> _How to complete this task_: All of the data is to be printed again exactly as it appears.

****

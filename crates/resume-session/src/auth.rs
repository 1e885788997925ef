use std::fs;
use std::io;
use std::path::PathBuf;
use std::time::{SystemTime, UNIX_EPOCH};

use serde::{Deserialize, Serialize};
use thiserror::Error;

/// The signed-in account.
#[derive(Debug, Clone, PartialEq, Serialize, Deserialize)]
pub struct User {
    pub id: String,
    pub email: String,
    #[serde(default, skip_serializing_if = "Option::is_none")]
    pub first_name: Option<String>,
    #[serde(default, skip_serializing_if = "Option::is_none")]
    pub last_name: Option<String>,
}

/// Partial profile change applied to the current user.
#[derive(Debug, Clone, Default, Serialize, Deserialize)]
pub struct ProfileUpdate {
    #[serde(default)]
    pub email: Option<String>,
    #[serde(default)]
    pub first_name: Option<String>,
    #[serde(default)]
    pub last_name: Option<String>,
}

#[derive(Debug, Error)]
pub enum AuthError {
    #[error("not signed in")]
    SignedOut,
    #[error("an email address is required")]
    EmptyEmail,
    #[error("failed to access the session file: {0}")]
    Io(#[from] io::Error),
    #[error("session file is corrupt: {0}")]
    Corrupt(#[from] serde_json::Error),
}

/// Gatekeeper for the editing routes. The wizard consumes only
/// `current_user`; the remaining operations exist for the account surface.
pub trait AuthService {
    fn current_user(&self) -> Option<&User>;
    fn login(&mut self, email: &str, password: &str) -> Result<User, AuthError>;
    fn signup(&mut self, email: &str, password: &str) -> Result<User, AuthError>;
    fn logout(&mut self) -> Result<(), AuthError>;
    fn update_profile(&mut self, update: ProfileUpdate) -> Result<User, AuthError>;
}

/// File-backed mock authentication.
///
/// The session file stands in for browser local storage: any email signs in,
/// the fabricated user persists across invocations, and logout removes the
/// file. Passwords are accepted unchecked.
#[derive(Debug)]
pub struct MockAuth {
    path: PathBuf,
    current: Option<User>,
}

impl MockAuth {
    pub fn open(path: impl Into<PathBuf>) -> Result<Self, AuthError> {
        let path = path.into();
        let current = match fs::read_to_string(&path) {
            Ok(raw) => Some(serde_json::from_str(&raw)?),
            Err(err) if err.kind() == io::ErrorKind::NotFound => None,
            Err(err) => return Err(err.into()),
        };
        Ok(Self { path, current })
    }

    fn establish(&mut self, email: &str) -> Result<User, AuthError> {
        let email = email.trim();
        if email.is_empty() {
            return Err(AuthError::EmptyEmail);
        }
        let user = User {
            id: fabricated_id(),
            email: email.to_string(),
            first_name: None,
            last_name: None,
        };
        self.persist(&user)?;
        self.current = Some(user.clone());
        Ok(user)
    }

    fn persist(&self, user: &User) -> Result<(), AuthError> {
        if let Some(parent) = self.path.parent()
            && !parent.as_os_str().is_empty()
        {
            fs::create_dir_all(parent)?;
        }
        fs::write(&self.path, serde_json::to_string_pretty(user)?)?;
        Ok(())
    }
}

fn fabricated_id() -> String {
    let millis = SystemTime::now()
        .duration_since(UNIX_EPOCH)
        .map(|elapsed| elapsed.as_millis())
        .unwrap_or(0);
    format!("user-{}", millis)
}

impl AuthService for MockAuth {
    fn current_user(&self) -> Option<&User> {
        self.current.as_ref()
    }

    fn login(&mut self, email: &str, _password: &str) -> Result<User, AuthError> {
        self.establish(email)
    }

    fn signup(&mut self, email: &str, _password: &str) -> Result<User, AuthError> {
        self.establish(email)
    }

    fn logout(&mut self) -> Result<(), AuthError> {
        if self.path.exists() {
            fs::remove_file(&self.path)?;
        }
        self.current = None;
        Ok(())
    }

    fn update_profile(&mut self, update: ProfileUpdate) -> Result<User, AuthError> {
        let user = self.current.as_mut().ok_or(AuthError::SignedOut)?;
        if let Some(email) = update.email {
            let email = email.trim().to_string();
            if email.is_empty() {
                return Err(AuthError::EmptyEmail);
            }
            user.email = email;
        }
        if let Some(first_name) = update.first_name {
            user.first_name = Some(first_name);
        }
        if let Some(last_name) = update.last_name {
            user.last_name = Some(last_name);
        }
        let user = user.clone();
        self.persist(&user)?;
        Ok(user)
    }
}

****

> _Written reply_:
filename crates/resume-session/src/auth.rs
repository 1e885788997925ef
use std::fs;
use std::io;
use std::path::PathBuf;
use std::time::{SystemTime, UNIX_EPOCH};

use serde::{Deserialize, Serialize};
use thiserror::Error;

/// The signed-in account.
#[derive(Debug, Clone, PartialEq, Serialize, Deserialize)]
pub struct User {
    pub id: String,
    pub email: String,
    #[serde(default, skip_serializing_if = "Option::is_none")]
    pub first_name: Option<String>,
    #[serde(default, skip_serializing_if = "Option::is_none")]
    pub last_name: Option<String>,
}

/// Partial profile change applied to the current user.
#[derive(Debug, Clone, Default, Serialize, Deserialize)]
pub struct ProfileUpdate {
    #[serde(default)]
    pub email: Option<String>,
    #[serde(default)]
    pub first_name: Option<String>,
    #[serde(default)]
    pub last_name: Option<String>,
}

#[derive(Debug, Error)]
pub enum AuthError {
    #[error("not signed in")]
    SignedOut,
    #[error("an email address is required")]
    EmptyEmail,
    #[error("failed to access the session file: {0}")]
    Io(#[from] io::Error),
    #[error("session file is corrupt: {0}")]
    Corrupt(#[from] serde_json::Error),
}

/// Gatekeeper for the editing routes. The wizard consumes only
/// `current_user`; the remaining operations exist for the account surface.
pub trait AuthService {
    fn current_user(&self) -> Option<&User>;
    fn login(&mut self, email: &str, password: &str) -> Result<User, AuthError>;
    fn signup(&mut self, email: &str, password: &str) -> Result<User, AuthError>;
    fn logout(&mut self) -> Result<(), AuthError>;
    fn update_profile(&mut self, update: ProfileUpdate) -> Result<User, AuthError>;
}

/// File-backed mock authentication.
///
/// The session file stands in for browser local storage: any email signs in,
/// the fabricated user persists across invocations, and logout removes the
/// file. Passwords are accepted unchecked.
#[derive(Debug)]
pub struct MockAuth {
    path: PathBuf,
    current: Option<User>,
}

impl MockAuth {
    pub fn open(path: impl Into<PathBuf>) -> Result<Self, AuthError> {
        let path = path.into();
        let current = match fs::read_to_string(&path) {
            Ok(raw) => Some(serde_json::from_str(&raw)?),
            Err(err) if err.kind() == io::ErrorKind::NotFound => None,
            Err(err) => return Err(err.into()),
        };
        Ok(Self { path, current })
    }

    fn establish(&mut self, email: &str) -> Result<User, AuthError> {
        let email = email.trim();
        if email.is_empty() {
            return Err(AuthError::EmptyEmail);
        }
        let user = User {
            id: fabricated_id(),
            email: email.to_string(),
            first_name: None,
            last_name: None,
        };
        self.persist(&user)?;
        self.current = Some(user.clone());
        Ok(user)
    }

    fn persist(&self, user: &User) -> Result<(), AuthError> {
        if let Some(parent) = self.path.parent()
            && !parent.as_os_str().is_empty()
        {
            fs::create_dir_all(parent)?;
        }
        fs::write(&self.path, serde_json::to_string_pretty(user)?)?;
        Ok(())
    }
}

fn fabricated_id() -> String {
    let millis = SystemTime::now()
        .duration_since(UNIX_EPOCH)
        .map(|elapsed| elapsed.as_millis())
        .unwrap_or(0);
    format!("user-{}", millis)
}

impl AuthService for MockAuth {
    fn current_user(&self) -> Option<&User> {
        self.current.as_ref()
    }

    fn login(&mut self, email: &str, _password: &str) -> Result<User, AuthError> {
        self.establish(email)
    }

    fn signup(&mut self, email: &str, _password: &str) -> Result<User, AuthError> {
        self.establish(email)
    }

    fn logout(&mut self) -> Result<(), AuthError> {
        if self.path.exists() {
            fs::remove_file(&self.path)?;
        }
        self.current = None;
        Ok(())
    }

    fn update_profile(&mut self, update: ProfileUpdate) -> Result<User, AuthError> {
        let user = self.current.as_mut().ok_or(AuthError::SignedOut)?;
        if let Some(email) = update.email {
            let email = email.trim().to_string();
            if email.is_empty() {
                return Err(AuthError::EmptyEmail);
            }
            user.email = email;
        }
        if let Some(first_name) = update.first_name {
            user.first_name = Some(first_name);
        }
        if let Some(last_name) = update.last_name {
            user.last_name = Some(last_name);
        }
        let user = user.clone();
        self.persist(&user)?;
        Ok(user)
    }
}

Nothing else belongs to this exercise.